In funds of this kind, making the right macroeconomic calls is essential, and Stern and his team have been better at it than most. Expectations for a modest global recovery, albeit with regional variations, guide the fund’s current investment strategy. Continued Fed rate hikes in the U.S. and the slowing Chinese economy will both be powerful forces shaping asset returns, while in Europe and Japan central bank actions continue to hold sway over markets.

Many investments focus on the divergence in economic recovery cycles around the world. Stern prefers to invest in stock markets where central banks and governments are encouraging growth through measures such as low interest rates and increased money supplies. Those conditions apply in Europe and Japan, two places where the fund is long in equities. By contrast, the U.S. is further along in its recovery phase and is at a point in which bond prices could fall as interest rates rise. With that in mind, the fund is using a variety of financial instruments that effectively short long-term U.S. bonds. That strategy worked well in the first quarter of 2016 as a slight recovery in oil prices sparked concerns about renewed inflation. 
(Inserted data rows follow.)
//! Custom cargo commands for the sift workspace.
//!
//! Usage:
//!   cargo xtask verify      - Run full verification suite
//!   cargo xtask test        - Run tests under both feature configurations
//!   cargo xtask check       - Quick check (check + test + clippy)
//!   cargo xtask build-wasm  - Build the browser bundle with wasm-pack
//!   cargo xtask demo        - Assemble a runnable demo page in target/demo
//!   cargo xtask bench       - Run benchmarks

use anyhow::{bail, Context, Result};
use std::env;
use std::path::PathBuf;
use std::process::Command;

fn main() -> Result<()> {
    let task = env::args().nth(1);
    match task.as_deref() {
        Some("verify") => verify()?,
        Some("test") => test()?,
        Some("check") => check()?,
        Some("build-wasm") => build_wasm()?,
        Some("demo") => demo()?,
        Some("bench") => bench()?,
        _ => print_help(),
    }
    Ok(())
}

fn print_help() {
    eprintln!(
        r#"
cargo xtask <COMMAND>

Commands:
  verify      Run full verification suite (tests + clippy + CLI + wasm)
  test        Run tests under both feature configurations
  check       Quick check (cargo check + test + clippy)
  build-wasm  Build the browser bundle (wasm-pack, then wasm-opt if installed)
  demo        Build the bundle and assemble a demo page in target/demo
  bench       Run benchmarks
"#
    );
}

/// Everything that has to pass before a release.
fn verify() -> Result<()> {
    println!("sift verification suite\n");

    println!("[1/5] tests, default features");
    run_cargo(&["test", "--quiet"])?;

    // The ASCII-only normalizer path only compiles with defaults off.
    println!("[2/5] tests, no default features");
    run_cargo(&["test", "--quiet", "--no-default-features"])?;

    println!("[3/5] clippy");
    run_cargo(&["clippy", "--quiet", "--", "-D", "warnings"])?;

    println!("[4/5] CLI smoke test against the bundled fixture");
    run_cargo(&[
        "run",
        "--quiet",
        "--",
        "search",
        "fixtures/articles.json",
        "rust",
        "--json",
    ])?;

    println!("[5/5] wasm bundle");
    build_wasm()?;

    println!("\n✓ everything passed");
    Ok(())
}

/// Run the test suite under both feature configurations; a plain
/// `cargo test` never touches the no-default-features code paths.
fn test() -> Result<()> {
    run_cargo(&["test"])?;
    run_cargo(&["test", "--no-default-features"])
}

/// The fast loop: compile, test, lint.
fn check() -> Result<()> {
    run_cargo(&["check"])?;
    run_cargo(&["test", "--quiet"])?;
    run_cargo(&["clippy", "--quiet", "--", "-D", "warnings"])?;

    println!("\n✓ check, test, clippy all clean");
    Ok(())
}

fn bench() -> Result<()> {
    run_cargo(&["bench"])
}

/// Build the browser bundle.
///
/// Runs wasm-pack with the wasm feature set, then wasm-opt as a separate
/// step. wasm-opt is disabled inside wasm-pack (see Cargo.toml) because
/// recent binaryen releases reject the flags wasm-pack passes.
fn build_wasm() -> Result<()> {
    let root = project_root()?;

    let status = Command::new("wasm-pack")
        .args([
            "build",
            "--release",
            "--target",
            "web",
            "--no-default-features",
            "--features",
            "wasm",
        ])
        .current_dir(&root)
        .status()
        .context("Failed to run wasm-pack. Install it with: cargo install wasm-pack")?;

    if !status.success() {
        bail!("wasm-pack build failed");
    }

    let bundle = root.join("pkg/sift_bg.wasm");

    // Shrink the bundle when binaryen is around
    if Command::new("wasm-opt").arg("--version").output().is_ok() {
        let status = Command::new("wasm-opt")
            .arg("-Os")
            .arg(&bundle)
            .arg("-o")
            .arg(&bundle)
            .status()
            .context("Failed to run wasm-opt")?;

        if !status.success() {
            bail!("wasm-opt failed");
        }
    } else {
        println!("  (wasm-opt not installed, skipping size optimization)");
    }

    if let Ok(meta) = std::fs::metadata(&bundle) {
        println!("  pkg/sift_bg.wasm: {:.1} KiB", meta.len() as f64 / 1024.0);
    }

    Ok(())
}

/// Assemble a runnable demo page under target/demo.
///
/// Builds the wasm bundle, then copies it next to a small HTML page and the
/// bundled fixture index, renamed to the file name the widget fetches. The
/// directory has to be served over HTTP; browsers refuse module imports and
/// fetches from file:// pages.
fn demo() -> Result<()> {
    build_wasm()?;

    let root = project_root()?;
    let out = root.join("target/demo");
    std::fs::create_dir_all(&out).context("Failed to create target/demo")?;

    for name in ["sift.js", "sift_bg.wasm"] {
        let from = root.join("pkg").join(name);
        std::fs::copy(&from, out.join(name))
            .with_context(|| format!("Failed to copy {}", from.display()))?;
    }
    std::fs::copy(
        root.join("fixtures/articles.json"),
        out.join("search-index.json"),
    )
    .context("Failed to copy fixtures/articles.json")?;
    std::fs::write(out.join("index.html"), DEMO_PAGE).context("Failed to write index.html")?;

    println!("  demo assembled in target/demo");
    println!("  serve it: python3 -m http.server --directory target/demo");
    Ok(())
}

const DEMO_PAGE: &str = r##"<!doctype html>
<html lang="en">
<head>
<meta charset="utf-8">
<title>sift demo</title>
<style>
  body { font-family: system-ui, sans-serif; max-width: 640px; margin: 4rem auto; padding: 0 1rem; }
  .header-search-widget { position: relative; }
  .search-form input { width: 100%; padding: 0.6rem 0.8rem; font-size: 1rem; border: 1px solid #bbb; border-radius: 6px; }
  .search-results { display: none; position: absolute; left: 0; right: 0; top: 100%; margin-top: 4px; background: #fff; border: 1px solid #bbb; border-radius: 6px; box-shadow: 0 4px 16px rgba(0, 0, 0, 0.12); max-height: 420px; overflow-y: auto; }
  .search-results.active { display: block; }
  .search-result-item { display: block; padding: 0.6rem 0.8rem; color: inherit; text-decoration: none; border-bottom: 1px solid #eee; }
  .search-result-item:last-child { border-bottom: none; }
  .search-result-item:hover { background: #f5f5f5; }
  .search-result-placeholder { color: #888; cursor: default; }
  .result-title { font-weight: 600; }
  .result-channel { font-size: 0.75rem; text-transform: uppercase; letter-spacing: 0.04em; color: #a55; }
  .result-excerpt { font-size: 0.85rem; color: #555; }
</style>
</head>
<body>
<h1>sift</h1>
<p>Type in the box. Try <code>rust</code>, <code>parsing</code>, or <code>benchmarks</code>.</p>
<div class="header-search-widget">
  <form class="search-form" autocomplete="off">
    <input type="search" name="q" placeholder="Search articles...">
  </form>
  <div id="search-results" class="search-results"></div>
</div>
<script type="module">
  import init, { SiftWidget } from "./sift.js";
  await init();
  const widget = new SiftWidget({ baseUrl: "." });
  widget.attach();
</script>
</body>
</html>
"##;

// ============================================================================
// Helpers
// ============================================================================

fn project_root() -> Result<PathBuf> {
    let manifest_dir = env::var("CARGO_MANIFEST_DIR")
        .map(PathBuf::from)
        .unwrap_or_else(|_| env::current_dir().unwrap());

    // xtask lives one level below the workspace root
    let root = manifest_dir.parent().unwrap_or(&manifest_dir);
    Ok(root.to_path_buf())
}

fn run_cargo(args: &[&str]) -> Result<()> {
    let root = project_root()?;

    let status = Command::new("cargo")
        .args(args)
        .current_dir(&root)
        .status()
        .with_context(|| format!("Failed to run cargo {:?}", args))?;

    if !status.success() {
        bail!("cargo {:?} failed", args);
    }

    Ok(())
}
On the currency side, the fund has lined up positions that would profit from a strengthening U.S. dollar against a number of currencies. Because China’s economic struggles have created difficulties for other Asian countries, the portfolio is short in a number of Asian currencies, particularly the Korean won. And while emerging markets have been badly beaten over the last few years, there are some pockets of opportunity—such as the Indian rupee (as a long play) and Mexican government bonds. 

One of the fund’s relative value positions involves pitting a long position in U.S. technology stocks against a short position in U.S. small-cap stocks. Stern believes that tech stocks are a better value and have more realistic earnings expectations than small caps, which tend to issue overly optimistic forecasts.